It's back again.
The last five days or so its been hinting and treatening and coming out in little outbursts but now its here and it won't be going until it's won. I am beyond terrified. It all started to get so good, the jobs, the positive use of my writing began to come strong again - which now will only be put on tumblr to keep this as the depressing pit of my own self loathing that it is. I need some way to deal with this but don't want to shout out in front of everyone on facebook or twitter "HELP ME - I'M SINKING FAST!" Although thats what I need, I need people to know, I need help. But then again I don't like it when people get too personal on them its meant to be completely superficial bollocks that others enjoy reading/viewing to feel better about their own lives or envy yours. Thats the unwritten rule of these things.
But if you're like me what else do you do. I don't have the strength to go to any of my friends or family and say "I need help at the moment, I need company, I need laughs" I just want to be looked after.

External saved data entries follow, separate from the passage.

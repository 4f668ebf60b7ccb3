//! Shorthand families and the machinery they share.
//!
//! [CSS Cascade § 1.2 Shorthand Properties](https://www.w3.org/TR/css-cascade-5/#shorthand)
//!
//! "Some properties are shorthand properties, meaning that they allow authors
//! to specify the values of several properties with a single property. A
//! shorthand property sets all of its longhand sub-properties, exactly as if
//! expanded in place."
//!
//! Every family module exposes a `META` descriptor plus `expand(value)` and
//! `collapse(longhands)`. Multi-layer families describe a layer with a
//! [`LayerRecord`] and use [`serialize_layers`] / [`records_from_aligned`]
//! to go between records and longhand lists.

use indexmap::IndexMap;
use serde::{Serialize, Serializer};

use crate::error::{Result, ShorthandError};
use crate::layers::{AlignedLayers, split_layers};
use crate::values::{ValueToken, join_tokens, keywords, tokenize_value};

/// `animation`.
pub mod animation;
/// `background`.
pub mod background;
/// `border` and `border-top|right|bottom|left`.
pub mod border;
/// `border-radius`.
pub mod border_radius;
/// `flex`.
pub mod flex;
mod image_layer;
/// `mask`.
pub mod mask;
/// `margin`, `padding`, `border-width`, `border-style`, `border-color`.
pub mod sides;
mod timing;
/// `transition`.
pub mod transition;

/// Longhand name to value, in the family's longhand order.
pub type Longhands = IndexMap<String, String>;

/// [CSS Cascade § 7.1 Initial Values](https://www.w3.org/TR/css-cascade-5/#initial-values)
///
/// Longhand name to initial value, in longhand order. Static and never
/// mutated; classifiers borrow it.
#[derive(Debug, Clone, Copy, PartialEq, Eq)]
pub struct PropertyDefaults(&'static [(&'static str, &'static str)]);

impl PropertyDefaults {
    /// Wrap a static table.
    #[must_use]
    pub const fn new(table: &'static [(&'static str, &'static str)]) -> Self {
        Self(table)
    }

    /// The initial value of `longhand`.
    #[must_use]
    pub fn get(&self, longhand: &str) -> Option<&'static str> {
        self.0
            .iter()
            .find(|(name, _)| name.eq_ignore_ascii_case(longhand))
            .map(|&(_, value)| value)
    }

    /// The initial value of the `index`-th longhand.
    #[must_use]
    pub fn value_at(&self, index: usize) -> &'static str {
        self.0.get(index).map_or("", |&(_, value)| value)
    }

    /// Every `(longhand, initial value)` pair.
    #[must_use]
    pub const fn entries(&self) -> &'static [(&'static str, &'static str)] {
        self.0
    }
}

impl Serialize for PropertyDefaults {
    fn serialize<S: Serializer>(&self, serializer: S) -> core::result::Result<S::Ok, S::Error> {
        serializer.collect_map(self.0.iter().copied())
    }
}

/// Describes one shorthand family.
#[derive(Debug, Clone, Copy, PartialEq, Eq, Serialize)]
pub struct ShorthandMeta {
    /// The shorthand property name.
    pub shorthand: &'static str,
    /// Its longhands, in serialization order.
    pub longhands: &'static [&'static str],
    /// Initial values, for families whose longhands have a shared default.
    #[serde(skip_serializing_if = "Option::is_none")]
    pub defaults: Option<PropertyDefaults>,
}

impl ShorthandMeta {
    /// The initial value of the `index`-th longhand, or `""` if the family
    /// carries no defaults.
    #[must_use]
    pub fn default_at(&self, index: usize) -> &'static str {
        self.defaults.map_or("", |defaults| defaults.value_at(index))
    }
}

// ============================================================================
// Layer records
// ============================================================================

/// A family's per-layer slots, addressed by longhand index.
///
/// `None` means "unspecified in this layer", which is distinct from the
/// default written out explicitly.
pub(crate) trait LayerRecord: Default {
    /// The value of slot `index`, if set.
    fn slot(&self, index: usize) -> Option<&str>;

    /// Mutable access to slot `index`.
    fn slot_mut(&mut self, index: usize) -> Option<&mut Option<String>>;
}

/// [CSS Backgrounds § 2.2](https://www.w3.org/TR/css-backgrounds-3/#layering)
///
/// Default-fill every slot and join each longhand's per-layer values with
/// `", "`, in layer order.
pub(crate) fn serialize_layers<R: LayerRecord>(meta: &ShorthandMeta, layers: &[R]) -> Longhands {
    meta.longhands
        .iter()
        .enumerate()
        .map(|(index, &longhand)| {
            let value = layers
                .iter()
                .map(|layer| layer.slot(index).unwrap_or_else(|| meta.default_at(index)))
                .collect::<Vec<_>>()
                .join(", ");
            (longhand.to_string(), value)
        })
        .collect()
}

/// Build one record per aligned layer. Slots past a longhand's own list
/// stay unset.
pub(crate) fn records_from_aligned<R: LayerRecord>(aligned: &AlignedLayers<'_>) -> Vec<R> {
    (0..aligned.layer_count())
        .map(|layer| {
            let mut record = R::default();
            let mut index = 0;
            while let Some(slot) = record.slot_mut(index) {
                *slot = aligned.slot(index, layer).map(str::to_string);
                index += 1;
            }
            record
        })
        .collect()
}

// ============================================================================
// Shared expand helpers
// ============================================================================

/// [CSS Cascade § 7.3](https://www.w3.org/TR/css-cascade-5/#defaulting-keywords)
///
/// If `value` is exactly one CSS-wide keyword, every longhand takes it.
pub(crate) fn expand_global(meta: &ShorthandMeta, value: &str) -> Option<Longhands> {
    let keyword = value.trim();
    if !keywords::is_global_keyword(keyword) {
        return None;
    }
    let keyword = keyword.to_ascii_lowercase();
    Some(
        meta.longhands
            .iter()
            .map(|&longhand| (longhand.to_string(), keyword.clone()))
            .collect(),
    )
}

/// Tokenize one layer. CSS-wide keywords are only valid on their own, so one
/// found among other tokens is rejected here for every family.
pub(crate) fn layer_tokens(layer: &str) -> Result<Vec<ValueToken>> {
    let tokens = tokenize_value(layer)?;
    if tokens.is_empty() {
        return Err(ShorthandError::EmptyValue);
    }
    if let Some(global) = tokens.iter().find(|t| t.is_ident_in(keywords::GLOBAL_KEYWORDS)) {
        return Err(ShorthandError::invalid(global.to_string()));
    }
    Ok(tokens)
}

/// The value of a family that has no layers: exactly one comma-free segment.
pub(crate) fn single_layer(value: &str) -> Result<&str> {
    match split_layers(value)?.as_slice() {
        [] => Err(ShorthandError::EmptyValue),
        [layer] => Ok(*layer),
        _ => Err(ShorthandError::invalid(",")),
    }
}

/// Split a multi-layer value, rejecting an empty one.
pub(crate) fn value_layers(value: &str) -> Result<Vec<&str>> {
    let layers = split_layers(value)?;
    if layers.is_empty() {
        return Err(ShorthandError::EmptyValue);
    }
    Ok(layers)
}

/// Store `value` in `slot`, rejecting a second assignment.
pub(crate) fn fill_slot(slot: &mut Option<String>, name: &'static str, value: String) -> Result<()> {
    if slot.is_some() {
        return Err(ShorthandError::DuplicateSlot { slot: name });
    }
    *slot = Some(value);
    Ok(())
}

/// [CSS Box § 6.1](https://www.w3.org/TR/css-box-4/#margin-shorthand)
///
/// "If there is only one component value, it applies to all sides. If there
/// are two values, the top and bottom ... are set to the first value and the
/// right and left ... are set to the second. If there are three values, the
/// top is set to the first value, the left and right are set to the second,
/// and the bottom is set to the third. If there are four values, they apply
/// to the top, right, bottom, and left, respectively."
pub(crate) fn expand_sides<T: Clone>(values: &[T]) -> Option<[T; 4]> {
    match values {
        [all] => Some([all.clone(), all.clone(), all.clone(), all.clone()]),
        [vertical, horizontal] => Some([
            vertical.clone(),
            horizontal.clone(),
            vertical.clone(),
            horizontal.clone(),
        ]),
        [top, horizontal, bottom] => Some([
            top.clone(),
            horizontal.clone(),
            bottom.clone(),
            horizontal.clone(),
        ]),
        [top, right, bottom, left] => {
            Some([top.clone(), right.clone(), bottom.clone(), left.clone()])
        }
        _ => None,
    }
}

/// The shortest 1-4 value list that [`expand_sides`] reads back as `sides`.
pub(crate) fn minimal_sides<T: PartialEq>(sides: &[T; 4]) -> &[T] {
    let [top, right, bottom, left] = sides;
    if right != left {
        &sides[..]
    } else if top != bottom {
        &sides[..3]
    } else if top != right {
        &sides[..2]
    } else {
        &sides[..1]
    }
}

// ============================================================================
// Shared collapse helpers
// ============================================================================

/// Look `longhand` up, falling back to an ASCII case-insensitive match.
pub(crate) fn lookup<'a>(longhands: &'a Longhands, longhand: &str) -> Option<&'a str> {
    longhands
        .get(longhand)
        .or_else(|| {
            longhands
                .iter()
                .find(|(name, _)| name.eq_ignore_ascii_case(longhand))
                .map(|(_, value)| value)
        })
        .map(String::as_str)
}

/// Every longhand of `meta`, in order, or the first missing one.
pub(crate) fn require_longhands<'a>(
    meta: &ShorthandMeta,
    longhands: &'a Longhands,
) -> Result<Vec<&'a str>> {
    meta.longhands
        .iter()
        .map(|&name| {
            lookup(longhands, name)
                .map(str::trim)
                .ok_or_else(|| ShorthandError::IncompleteLonghandSet {
                    missing: name.to_string(),
                })
        })
        .collect()
}

/// [CSS Cascade § 7.3](https://www.w3.org/TR/css-cascade-5/#defaulting-keywords)
///
/// `Some(keyword)` if every value is the same CSS-wide keyword, `None` if
/// none is one.
pub(crate) fn collapse_global(values: &[&str]) -> Result<Option<String>> {
    let globals = values
        .iter()
        .filter(|value| keywords::is_global_keyword(value))
        .count();
    if globals == 0 {
        return Ok(None);
    }
    let first = values.first().copied().unwrap_or_default();
    if globals == values.len() && values.iter().all(|v| v.eq_ignore_ascii_case(first)) {
        return Ok(Some(first.to_ascii_lowercase()));
    }
    Err(ShorthandError::Uncollapsible {
        reason: "a CSS-wide keyword is set on only some longhands",
    })
}

/// Lowercase and collapse internal whitespace.
fn squash(value: &str) -> String {
    value
        .split_ascii_whitespace()
        .collect::<Vec<_>>()
        .join(" ")
        .to_ascii_lowercase()
}

/// True if `value` means the same as the initial value `default`.
///
/// Beyond a case-insensitive match this knows the spellings a longhand list
/// commonly carries for its initial value: `auto` for `auto auto`, `0ms` for
/// `0s`, and any pair of zero offsets (`0`, `0px`, `0%`, `left`, `top`) for
/// `0% 0%`.
#[must_use]
pub fn is_default_value(value: &str, default: &str) -> bool {
    let value = squash(value);
    let default = squash(default);
    if value == default {
        return true;
    }

    match default.as_str() {
        "auto" | "auto auto" => {
            let parts: Vec<_> = value.split(' ').collect();
            (1..=2).contains(&parts.len()) && parts.iter().all(|p| *p == "auto")
        }
        "0s" => value == "0ms",
        "0% 0%" => {
            const ZERO_OFFSETS: &[&str] = &["0", "0%", "0px", "left", "top"];
            let parts: Vec<_> = value.split(' ').collect();
            parts.len() == 2 && parts.iter().all(|p| ZERO_OFFSETS.contains(p))
        }
        _ => false,
    }
}

/// Canonical text of one layer, for comparing values written differently.
fn canonical_layer(layer: &str) -> String {
    tokenize_value(layer).map_or_else(|_| squash(layer), |tokens| join_tokens(&tokens).to_ascii_lowercase())
}

/// True if two longhand lists carry the same values layer by layer, treating
/// a missing trailing layer as `default`.
#[must_use]
pub fn same_list(left: &str, right: &str, default: &str) -> bool {
    let (Ok(a), Ok(b)) = (split_layers(left), split_layers(right)) else {
        return squash(left) == squash(right);
    };
    let count = a.len().max(b.len());
    (0..count).all(|index| {
        let x = a.get(index).copied().unwrap_or(default);
        let y = b.get(index).copied().unwrap_or(default);
        canonical_layer(x) == canonical_layer(y)
            || (!default.is_empty() && is_default_value(x, default) && is_default_value(y, default))
    })
}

It always falls back on the boyfriend as we live together. He is brilliant but struggles to understand at times and if I were him I'd get so frustrated. Which always leads me back to the problem of - I'm sick of holding him back.
Holding everyone back.
This is my problem but it keeps getting me. I feel so lonely, I love Nottingham but it is so lonely sometimes. Most of my friends have all graduated and gone, I barely see the others, the ones I do see are all Lukes friends. With the exception of a few that I really feel have become mine too, Ben, Helen, Mark.... thats pretty much it and none of them live here now.

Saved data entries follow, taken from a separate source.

//! Value-level tokens and the keyword knowledge the classifiers share.
//!
//! [CSS Values and Units Level 4](https://www.w3.org/TR/css-values-4/)

mod adapter;
/// `<color>` recognition per [CSS Color Level 4](https://www.w3.org/TR/css-color-4/).
pub mod color;
/// Keyword tables, grouped by property family.
pub mod keywords;
mod token;

pub use adapter::tokenize_value;
pub use color::is_color;
pub use token::{ValueToken, join_tokens};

I need to pull myself together, got an interview coming up and so much I need to sort here, been unable to even make a couple of phone calls and now I feel like this. And I can't pay rent.

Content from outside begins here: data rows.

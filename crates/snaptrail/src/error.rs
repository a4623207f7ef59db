use thiserror::Error;

/// Boxed cause carried by errors that wrap a collaborator's failure.
pub type BoxError = Box<dyn std::error::Error + Send + Sync>;

pub type Result<T> = std::result::Result<T, Error>;

/// Errors that abort a reconstruction or a table write.
#[derive(Debug, Error)]
pub enum Error {
    #[error("cannot list revisions of '{path}' on '{reference}' in {location}: {source}")]
    RevisionEnumeration {
        location: String,
        path: String,
        reference: String,
        #[source]
        source: BoxError,
    },

    #[error("I/O error: {0}")]
    Io(#[from] std::io::Error),

    #[error("CSV error: {0}")]
    Csv(#[from] csv::Error),

    #[error("JSON error: {0}")]
    Json(#[from] serde_json::Error),
}

impl Error {
    /// Build a [`Error::RevisionEnumeration`] naming the location, path and ref that failed.
    pub fn enumeration(
        location: impl Into<String>,
        path: impl Into<String>,
        reference: impl Into<String>,
        source: impl Into<BoxError>,
    ) -> Self {
        Error::RevisionEnumeration {
            location: location.into(),
            path: path.into(),
            reference: reference.into(),
            source: source.into(),
        }
    }
}

/// Failure to load the tracked file at one revision.
#[derive(Debug, Error)]
pub enum ContentError {
    #[error("'{path}' does not exist at revision {revision}")]
    NotFound { revision: String, path: String },

    #[error("cannot read '{path}' at revision {revision}: {source}")]
    Read {
        revision: String,
        path: String,
        #[source]
        source: BoxError,
    },
}

/// Failure to turn snapshot bytes into a document.
#[derive(Debug, Error)]
pub enum DecodeError {
    #[error("content is not valid UTF-8: {0}")]
    Utf8(#[from] std::str::Utf8Error),

    #[error("invalid JSON: {0}")]
    Json(#[from] serde_json::Error),

    #[error("expected a JSON object at the top level, found {0}")]
    NotAnObject(&'static str),
}

/// A commit time chrono cannot represent.
#[derive(Debug, Error)]
#[error("commit time {seconds}s (offset {offset_minutes}min) is out of range")]
pub struct TimeError {
    pub seconds: i64,
    pub offset_minutes: i32,
}

/// Why a single revision contributed no rows.
///
/// None of these abort a reconstruction; the revision is skipped and the
/// remaining history is still processed.
#[derive(Debug, Error)]
pub enum RevisionError {
    #[error(transparent)]
    Content(#[from] ContentError),

    #[error(transparent)]
    Decode(#[from] DecodeError),

    #[error(transparent)]
    Time(#[from] TimeError),
}

impl RevisionError {
    /// Whether the tracked file simply did not exist at the revision.
    pub fn is_not_found(&self) -> bool {
        matches!(self, RevisionError::Content(ContentError::NotFound { .. }))
    }
}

The cloud is getting me, too scared to get out of bed incase of what I find. A knife, some bleach, some pills. I really don't feel I can carry on much more.
Looking at pictures of my beautiful little sister and brother breaks my heart, I'm never going to be strong enough to be what they need.
I let all my family down, I couldnt even graduate or manage my finances appropriately.
My lovely distant friends, they don't need this burden.
My wonderful boy, he needs better.
I'm going to go, do whatever is necessary. Why can't I ask for help?
Cruel world, I love you.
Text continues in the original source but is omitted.